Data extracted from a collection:
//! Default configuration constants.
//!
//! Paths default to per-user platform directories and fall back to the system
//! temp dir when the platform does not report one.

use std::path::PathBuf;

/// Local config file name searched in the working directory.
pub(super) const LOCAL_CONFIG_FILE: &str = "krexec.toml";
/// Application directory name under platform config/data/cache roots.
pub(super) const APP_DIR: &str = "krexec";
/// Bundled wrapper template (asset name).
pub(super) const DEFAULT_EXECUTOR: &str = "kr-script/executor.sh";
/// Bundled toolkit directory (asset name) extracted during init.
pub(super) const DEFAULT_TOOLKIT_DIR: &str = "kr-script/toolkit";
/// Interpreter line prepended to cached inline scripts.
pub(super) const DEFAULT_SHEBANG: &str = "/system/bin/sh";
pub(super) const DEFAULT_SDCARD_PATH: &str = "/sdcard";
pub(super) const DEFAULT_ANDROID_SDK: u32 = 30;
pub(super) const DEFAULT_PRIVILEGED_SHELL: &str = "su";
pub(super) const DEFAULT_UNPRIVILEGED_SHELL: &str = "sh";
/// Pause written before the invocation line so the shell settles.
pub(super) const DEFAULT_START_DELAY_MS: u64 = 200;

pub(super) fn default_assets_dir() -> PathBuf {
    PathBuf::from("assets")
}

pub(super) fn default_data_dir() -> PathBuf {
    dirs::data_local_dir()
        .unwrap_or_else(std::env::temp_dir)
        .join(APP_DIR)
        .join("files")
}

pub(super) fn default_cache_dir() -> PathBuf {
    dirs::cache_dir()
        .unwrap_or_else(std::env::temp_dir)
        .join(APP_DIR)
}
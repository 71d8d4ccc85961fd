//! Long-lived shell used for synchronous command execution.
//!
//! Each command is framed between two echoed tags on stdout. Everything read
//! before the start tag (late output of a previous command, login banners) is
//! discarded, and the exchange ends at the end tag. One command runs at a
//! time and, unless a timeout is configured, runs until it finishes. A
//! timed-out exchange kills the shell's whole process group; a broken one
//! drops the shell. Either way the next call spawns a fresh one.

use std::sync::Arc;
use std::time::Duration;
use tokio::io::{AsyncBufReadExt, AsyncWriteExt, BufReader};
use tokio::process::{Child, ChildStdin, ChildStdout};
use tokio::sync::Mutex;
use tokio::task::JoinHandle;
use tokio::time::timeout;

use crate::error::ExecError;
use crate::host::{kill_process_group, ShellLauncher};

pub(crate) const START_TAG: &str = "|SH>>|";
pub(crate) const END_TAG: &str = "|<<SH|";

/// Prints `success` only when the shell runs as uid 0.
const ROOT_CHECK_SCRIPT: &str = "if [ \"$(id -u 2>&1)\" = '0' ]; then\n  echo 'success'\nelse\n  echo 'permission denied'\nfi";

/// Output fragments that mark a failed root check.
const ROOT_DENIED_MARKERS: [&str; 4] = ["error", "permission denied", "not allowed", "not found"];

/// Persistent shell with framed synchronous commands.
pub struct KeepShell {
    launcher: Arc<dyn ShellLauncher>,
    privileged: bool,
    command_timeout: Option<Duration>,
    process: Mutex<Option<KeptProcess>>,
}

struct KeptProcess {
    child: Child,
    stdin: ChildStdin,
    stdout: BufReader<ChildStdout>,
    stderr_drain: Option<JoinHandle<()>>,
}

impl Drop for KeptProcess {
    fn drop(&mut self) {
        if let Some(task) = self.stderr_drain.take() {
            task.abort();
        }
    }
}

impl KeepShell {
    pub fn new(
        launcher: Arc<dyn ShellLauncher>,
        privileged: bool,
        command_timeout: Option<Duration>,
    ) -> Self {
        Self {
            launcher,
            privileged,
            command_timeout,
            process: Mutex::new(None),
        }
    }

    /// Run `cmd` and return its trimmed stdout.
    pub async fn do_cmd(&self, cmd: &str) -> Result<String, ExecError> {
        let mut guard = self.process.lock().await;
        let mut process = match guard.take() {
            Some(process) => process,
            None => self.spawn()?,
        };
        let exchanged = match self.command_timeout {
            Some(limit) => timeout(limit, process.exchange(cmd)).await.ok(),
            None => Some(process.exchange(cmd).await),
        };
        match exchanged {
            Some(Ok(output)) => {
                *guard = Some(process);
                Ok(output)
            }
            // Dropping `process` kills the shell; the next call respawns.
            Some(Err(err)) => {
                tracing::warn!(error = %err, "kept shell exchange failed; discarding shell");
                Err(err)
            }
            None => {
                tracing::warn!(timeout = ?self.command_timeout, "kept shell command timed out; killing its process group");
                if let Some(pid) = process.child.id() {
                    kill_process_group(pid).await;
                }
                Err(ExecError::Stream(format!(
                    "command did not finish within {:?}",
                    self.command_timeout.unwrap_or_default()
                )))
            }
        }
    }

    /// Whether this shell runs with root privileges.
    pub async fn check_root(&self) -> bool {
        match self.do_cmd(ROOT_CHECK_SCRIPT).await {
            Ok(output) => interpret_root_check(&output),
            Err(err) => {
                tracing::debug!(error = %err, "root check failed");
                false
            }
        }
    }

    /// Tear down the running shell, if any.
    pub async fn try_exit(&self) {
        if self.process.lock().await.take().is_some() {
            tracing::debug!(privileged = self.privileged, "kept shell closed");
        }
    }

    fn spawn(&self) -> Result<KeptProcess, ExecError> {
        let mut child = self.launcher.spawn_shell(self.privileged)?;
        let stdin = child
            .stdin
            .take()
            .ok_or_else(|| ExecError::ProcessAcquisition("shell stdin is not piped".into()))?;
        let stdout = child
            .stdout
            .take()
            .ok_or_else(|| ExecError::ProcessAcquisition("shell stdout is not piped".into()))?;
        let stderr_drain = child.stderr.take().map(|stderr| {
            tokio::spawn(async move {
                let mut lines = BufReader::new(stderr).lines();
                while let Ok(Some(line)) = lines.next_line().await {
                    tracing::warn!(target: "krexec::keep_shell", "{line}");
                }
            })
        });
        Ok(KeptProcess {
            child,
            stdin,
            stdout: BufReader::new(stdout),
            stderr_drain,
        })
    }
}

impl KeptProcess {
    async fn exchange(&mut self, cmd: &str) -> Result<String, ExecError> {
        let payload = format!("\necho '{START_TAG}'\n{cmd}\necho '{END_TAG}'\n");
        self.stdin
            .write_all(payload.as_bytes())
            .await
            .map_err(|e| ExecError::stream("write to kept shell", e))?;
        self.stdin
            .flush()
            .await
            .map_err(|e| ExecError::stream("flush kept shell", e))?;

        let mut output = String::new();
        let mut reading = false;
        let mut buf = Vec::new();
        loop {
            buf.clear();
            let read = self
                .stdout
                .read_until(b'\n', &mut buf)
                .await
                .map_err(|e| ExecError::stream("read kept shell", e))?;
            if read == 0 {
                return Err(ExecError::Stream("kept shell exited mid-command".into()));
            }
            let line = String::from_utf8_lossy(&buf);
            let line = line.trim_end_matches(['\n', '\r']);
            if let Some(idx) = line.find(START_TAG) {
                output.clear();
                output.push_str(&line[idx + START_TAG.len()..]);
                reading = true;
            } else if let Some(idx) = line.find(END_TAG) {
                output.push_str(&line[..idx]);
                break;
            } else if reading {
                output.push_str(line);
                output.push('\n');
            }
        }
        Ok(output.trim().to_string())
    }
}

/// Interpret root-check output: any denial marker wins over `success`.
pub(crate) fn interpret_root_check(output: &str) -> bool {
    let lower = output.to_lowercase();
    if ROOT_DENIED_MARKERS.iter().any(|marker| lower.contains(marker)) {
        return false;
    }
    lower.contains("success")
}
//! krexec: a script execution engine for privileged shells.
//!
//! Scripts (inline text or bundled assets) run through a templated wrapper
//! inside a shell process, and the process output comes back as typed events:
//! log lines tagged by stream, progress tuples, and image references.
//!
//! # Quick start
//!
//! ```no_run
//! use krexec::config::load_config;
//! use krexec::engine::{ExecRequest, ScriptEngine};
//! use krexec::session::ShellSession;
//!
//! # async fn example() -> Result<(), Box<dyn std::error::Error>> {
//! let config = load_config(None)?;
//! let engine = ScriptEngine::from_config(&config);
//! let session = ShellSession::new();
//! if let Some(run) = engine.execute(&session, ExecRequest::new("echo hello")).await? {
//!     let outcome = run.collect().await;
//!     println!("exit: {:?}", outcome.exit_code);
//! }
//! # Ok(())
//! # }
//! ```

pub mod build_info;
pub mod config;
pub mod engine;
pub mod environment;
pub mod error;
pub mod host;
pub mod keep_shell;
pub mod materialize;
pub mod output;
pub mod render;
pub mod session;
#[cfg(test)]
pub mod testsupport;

* * *

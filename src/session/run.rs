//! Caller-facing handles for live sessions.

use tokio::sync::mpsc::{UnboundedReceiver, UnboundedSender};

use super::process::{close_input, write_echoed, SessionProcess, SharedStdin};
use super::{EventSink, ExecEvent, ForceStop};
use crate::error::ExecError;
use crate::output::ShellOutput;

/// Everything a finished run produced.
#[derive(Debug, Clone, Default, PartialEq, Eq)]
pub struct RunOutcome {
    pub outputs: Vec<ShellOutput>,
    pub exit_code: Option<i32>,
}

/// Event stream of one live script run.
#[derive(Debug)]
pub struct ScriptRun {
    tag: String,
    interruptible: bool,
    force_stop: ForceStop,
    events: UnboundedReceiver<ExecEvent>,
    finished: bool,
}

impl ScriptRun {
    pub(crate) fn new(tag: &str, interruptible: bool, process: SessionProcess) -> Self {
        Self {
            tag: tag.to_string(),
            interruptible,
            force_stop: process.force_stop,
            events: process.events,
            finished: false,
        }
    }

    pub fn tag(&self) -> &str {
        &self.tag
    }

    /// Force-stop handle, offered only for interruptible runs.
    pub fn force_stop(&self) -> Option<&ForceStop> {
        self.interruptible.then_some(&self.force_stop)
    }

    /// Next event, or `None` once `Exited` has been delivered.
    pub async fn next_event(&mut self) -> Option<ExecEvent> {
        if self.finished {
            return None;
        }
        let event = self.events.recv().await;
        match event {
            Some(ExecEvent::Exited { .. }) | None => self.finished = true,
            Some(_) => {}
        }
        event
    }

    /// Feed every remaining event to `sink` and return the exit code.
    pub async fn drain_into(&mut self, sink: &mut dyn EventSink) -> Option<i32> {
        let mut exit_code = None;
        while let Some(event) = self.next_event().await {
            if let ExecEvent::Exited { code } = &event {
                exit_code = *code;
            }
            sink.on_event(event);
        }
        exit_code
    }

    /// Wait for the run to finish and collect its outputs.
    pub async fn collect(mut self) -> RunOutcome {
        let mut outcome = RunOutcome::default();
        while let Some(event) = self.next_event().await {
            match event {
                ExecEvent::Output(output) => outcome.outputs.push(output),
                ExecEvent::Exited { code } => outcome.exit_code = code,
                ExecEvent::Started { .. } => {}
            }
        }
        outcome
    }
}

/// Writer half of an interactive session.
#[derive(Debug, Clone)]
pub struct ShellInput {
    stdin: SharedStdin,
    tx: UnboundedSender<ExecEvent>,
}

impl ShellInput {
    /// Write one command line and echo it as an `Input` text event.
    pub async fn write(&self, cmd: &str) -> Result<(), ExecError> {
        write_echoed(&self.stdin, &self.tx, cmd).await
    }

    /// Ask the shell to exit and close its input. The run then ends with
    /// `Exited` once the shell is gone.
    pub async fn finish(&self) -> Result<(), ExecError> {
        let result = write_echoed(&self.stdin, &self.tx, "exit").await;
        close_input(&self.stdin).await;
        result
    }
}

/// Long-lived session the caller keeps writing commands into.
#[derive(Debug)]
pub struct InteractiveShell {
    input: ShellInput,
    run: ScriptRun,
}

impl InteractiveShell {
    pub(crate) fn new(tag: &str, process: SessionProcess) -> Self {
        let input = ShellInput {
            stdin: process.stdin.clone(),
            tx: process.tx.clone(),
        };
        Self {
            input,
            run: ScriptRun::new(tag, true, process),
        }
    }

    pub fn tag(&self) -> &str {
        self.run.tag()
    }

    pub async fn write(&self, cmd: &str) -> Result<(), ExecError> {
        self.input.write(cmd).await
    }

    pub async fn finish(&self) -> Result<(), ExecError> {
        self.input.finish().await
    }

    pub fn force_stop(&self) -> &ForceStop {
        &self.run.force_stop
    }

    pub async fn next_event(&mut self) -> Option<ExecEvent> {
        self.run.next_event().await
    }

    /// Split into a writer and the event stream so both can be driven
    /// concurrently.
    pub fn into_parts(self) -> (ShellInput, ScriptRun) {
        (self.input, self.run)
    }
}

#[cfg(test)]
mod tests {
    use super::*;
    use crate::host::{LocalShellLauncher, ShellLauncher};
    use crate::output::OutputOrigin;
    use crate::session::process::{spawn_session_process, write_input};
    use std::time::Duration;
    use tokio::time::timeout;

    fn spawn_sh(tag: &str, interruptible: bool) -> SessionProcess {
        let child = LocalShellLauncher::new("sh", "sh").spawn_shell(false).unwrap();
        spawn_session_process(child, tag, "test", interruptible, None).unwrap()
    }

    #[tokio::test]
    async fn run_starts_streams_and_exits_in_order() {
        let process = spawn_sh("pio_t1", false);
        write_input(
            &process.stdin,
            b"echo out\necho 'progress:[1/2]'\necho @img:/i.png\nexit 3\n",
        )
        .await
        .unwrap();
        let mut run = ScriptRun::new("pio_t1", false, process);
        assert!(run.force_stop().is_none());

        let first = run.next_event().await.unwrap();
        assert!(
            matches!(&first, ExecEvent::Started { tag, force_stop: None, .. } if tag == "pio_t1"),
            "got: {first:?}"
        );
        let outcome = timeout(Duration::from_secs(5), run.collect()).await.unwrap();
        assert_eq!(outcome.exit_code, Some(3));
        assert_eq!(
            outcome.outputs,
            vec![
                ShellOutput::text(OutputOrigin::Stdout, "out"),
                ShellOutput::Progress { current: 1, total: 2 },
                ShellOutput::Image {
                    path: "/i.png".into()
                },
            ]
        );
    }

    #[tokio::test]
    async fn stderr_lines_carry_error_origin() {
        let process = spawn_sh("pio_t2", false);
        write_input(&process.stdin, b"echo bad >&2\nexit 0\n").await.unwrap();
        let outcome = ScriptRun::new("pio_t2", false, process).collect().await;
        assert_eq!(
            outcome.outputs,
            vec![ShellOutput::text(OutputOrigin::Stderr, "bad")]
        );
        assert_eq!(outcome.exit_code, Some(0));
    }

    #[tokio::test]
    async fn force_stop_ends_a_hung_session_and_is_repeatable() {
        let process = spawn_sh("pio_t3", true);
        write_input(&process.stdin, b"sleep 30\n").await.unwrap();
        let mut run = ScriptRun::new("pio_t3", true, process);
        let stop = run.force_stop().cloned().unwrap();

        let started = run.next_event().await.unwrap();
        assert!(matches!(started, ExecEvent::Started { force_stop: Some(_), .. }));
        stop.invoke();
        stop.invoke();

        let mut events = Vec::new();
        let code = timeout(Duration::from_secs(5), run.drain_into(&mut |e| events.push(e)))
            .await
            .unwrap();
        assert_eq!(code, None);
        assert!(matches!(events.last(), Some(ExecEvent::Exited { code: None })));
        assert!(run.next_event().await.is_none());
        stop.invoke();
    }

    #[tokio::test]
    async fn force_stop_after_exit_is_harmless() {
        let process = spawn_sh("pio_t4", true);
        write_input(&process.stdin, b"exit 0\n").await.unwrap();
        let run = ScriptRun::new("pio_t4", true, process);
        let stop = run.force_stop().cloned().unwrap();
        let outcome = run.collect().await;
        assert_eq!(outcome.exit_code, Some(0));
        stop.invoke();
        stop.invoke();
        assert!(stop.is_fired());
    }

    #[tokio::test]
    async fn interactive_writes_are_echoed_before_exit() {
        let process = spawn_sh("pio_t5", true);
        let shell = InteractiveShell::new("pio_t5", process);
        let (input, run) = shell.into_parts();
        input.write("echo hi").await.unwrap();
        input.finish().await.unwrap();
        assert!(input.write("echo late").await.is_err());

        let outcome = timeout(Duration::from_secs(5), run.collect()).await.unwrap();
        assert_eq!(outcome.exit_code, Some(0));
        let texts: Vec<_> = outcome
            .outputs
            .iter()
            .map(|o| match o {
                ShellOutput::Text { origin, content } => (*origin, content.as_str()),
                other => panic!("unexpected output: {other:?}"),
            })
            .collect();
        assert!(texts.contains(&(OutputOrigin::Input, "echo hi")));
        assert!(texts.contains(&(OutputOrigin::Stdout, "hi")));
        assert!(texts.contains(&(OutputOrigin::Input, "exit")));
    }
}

**TASK BRIEF:**
Report each line in the data that holds the word "ShellInput".

**THE ANSWER:**
pub struct ShellInput {
impl ShellInput {
    input: ShellInput,
        let input = ShellInput {
    pub fn into_parts(self) -> (ShellInput, ScriptRun) {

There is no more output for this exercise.